In an advertisement that filled an entire column and overflowed into the next, John Morton and James Morton informed readers of the Connecticut Journal and New-Haven Post-Boy that they carried “all Sorts of English and India Goods.”  To entice prospective customers, the Mortons listed dozens of items, including “Womans White Silk Gloves,” “Mens worsted Hose,” and textiles in many colors and designs. Choices for consumers and retailers alike abounded at the shop; customers made selections among “An Assortment of Writing Paper,” “Looking-Glasses of different Sizes,” “A good Assortment of Ribbons,” “Pins of different Sorts,” and “A good Assortment of Fans.”  Despite the length of the advertisement, it only hinted at the variety of goods offered by the Mortons.

The merchants stocked this inventory at two shops, one in New Haven “at Mr.

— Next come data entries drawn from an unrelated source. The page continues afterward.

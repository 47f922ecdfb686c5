//! FIX 4.4 wire codec - tag constants, message model, frame parser

pub mod field;
pub mod message;
pub mod parser;

pub use self::message::{EncodeError, FIX_4_4, FixMessage, MsgType, utc_timestamp};
pub use self::parser::{DecodeError, FixParser};
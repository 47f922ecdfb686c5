//! Core types - strong typing for the FIX value domains this client speaks

use rust_decimal::Decimal;
use serde::{Deserialize, Serialize};

/// Tradeable instrument (e.g. "BTC-USD")
#[derive(Debug, Clone, PartialEq, Eq, Hash, Serialize, Deserialize)]
pub struct Symbol(String);

impl Symbol {
    pub fn new(s: impl Into<String>) -> Self {
        Self(s.into().to_uppercase())
    }

    pub fn as_str(&self) -> &str {
        &self.0
    }
}

impl std::fmt::Display for Symbol {
    fn fmt(&self, f: &mut std::fmt::Formatter<'_>) -> std::fmt::Result {
        write!(f, "{}", self.0)
    }
}

/// Order side, tag 54
#[derive(Debug, Clone, Copy, PartialEq, Eq, Serialize, Deserialize)]
#[serde(rename_all = "lowercase")]
pub enum Side {
    Buy,
    Sell,
}

impl Side {
    pub fn fix_code(&self) -> &'static str {
        match self {
            Side::Buy => "1",
            Side::Sell => "2",
        }
    }

    pub fn from_fix(code: &str) -> Option<Self> {
        match code {
            "1" => Some(Side::Buy),
            "2" => Some(Side::Sell),
            _ => None,
        }
    }
}

impl std::fmt::Display for Side {
    fn fmt(&self, f: &mut std::fmt::Formatter<'_>) -> std::fmt::Result {
        match self {
            Side::Buy => write!(f, "BUY"),
            Side::Sell => write!(f, "SELL"),
        }
    }
}

/// Time in force, tag 59
#[derive(Debug, Clone, Copy, PartialEq, Eq, Serialize, Deserialize)]
#[serde(rename_all = "snake_case")]
pub enum TimeInForce {
    Day,
    GoodTillCancel,
    ImmediateOrCancel,
    FillOrKill,
}

impl TimeInForce {
    pub fn fix_code(&self) -> &'static str {
        match self {
            TimeInForce::Day => "0",
            TimeInForce::GoodTillCancel => "1",
            TimeInForce::ImmediateOrCancel => "3",
            TimeInForce::FillOrKill => "4",
        }
    }

    pub fn from_fix(code: &str) -> Option<Self> {
        match code {
            "0" => Some(TimeInForce::Day),
            "1" => Some(TimeInForce::GoodTillCancel),
            "3" => Some(TimeInForce::ImmediateOrCancel),
            "4" => Some(TimeInForce::FillOrKill),
            _ => None,
        }
    }
}

/// Market data entry side, tag 269
#[derive(Debug, Clone, Copy, PartialEq, Eq, Serialize, Deserialize)]
#[serde(rename_all = "lowercase")]
pub enum MdEntryType {
    Bid,
    Offer,
}

impl MdEntryType {
    pub fn fix_code(&self) -> &'static str {
        match self {
            MdEntryType::Bid => "0",
            MdEntryType::Offer => "1",
        }
    }

    pub fn from_fix(code: &str) -> Option<Self> {
        match code {
            "0" => Some(MdEntryType::Bid),
            "1" => Some(MdEntryType::Offer),
            _ => None,
        }
    }
}

/// One depth level. Quantities are cumulative from the top of the ladder.
#[derive(Debug, Clone, Copy, PartialEq, Serialize, Deserialize)]
pub struct PriceLevel {
    pub price: Decimal,
    pub quantity: Decimal,
}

Richard Woodhull’s, which is the Corner House opposite the North-East Front of White-Haven Meeting-House” and the other in New York “in Queen-Street, near the Fly-Market.”  They intended their advertisement in the Connecticut Journal primarily for residents of New Haven and nearby towns, but noted their original location in New York for the convenience of other customers.  The Mortons underscored that purchasing goods at their shop in New Haven was in no way inferior to acquiring merchandise in any of the major urban ports.  They imported their wares “in the last Vessels from London and Bristol, via New York,” but the additional step in transporting them to New Haven did not result in higher prices.  Customers, especially “Town and Country Shopkeepers,” could “supply themselves as cheap as in New York or Boston.”  The Mortons declared that they would not be undersold by their competitors.  In addition, they offered the same range of choices as merchants in larger port cities.  The Mortons proclaimed “they are as well laid in as any that comes to America.”

The Mortons’ advertisement continued in a second column of the Connecticut Journal (June 14, 1771).

Compared to the New-York Gazette and Weekly Mercury and the New-York Journal, the Connecticut Gazette carried significantly less advertising for imported goods.  That did not mean, however, that consumer culture in New Haven and other towns in Connecticut was any less vibrant than in New York, Boston, and other urban centers.  The Mortons suggested to both shopkeepers and consumers that they had access to the same merchandise available at their store in New York … and at the same prices.  The consumer revolution did not occur only in cities.  The Mortons did their part in making it possible for prospective customers in the countryside to acquire a vast array of goods that rivaled the choices they offered to shoppers in New York.

November 11

What was advertised in a colonial American newspaper 250 years ago this week?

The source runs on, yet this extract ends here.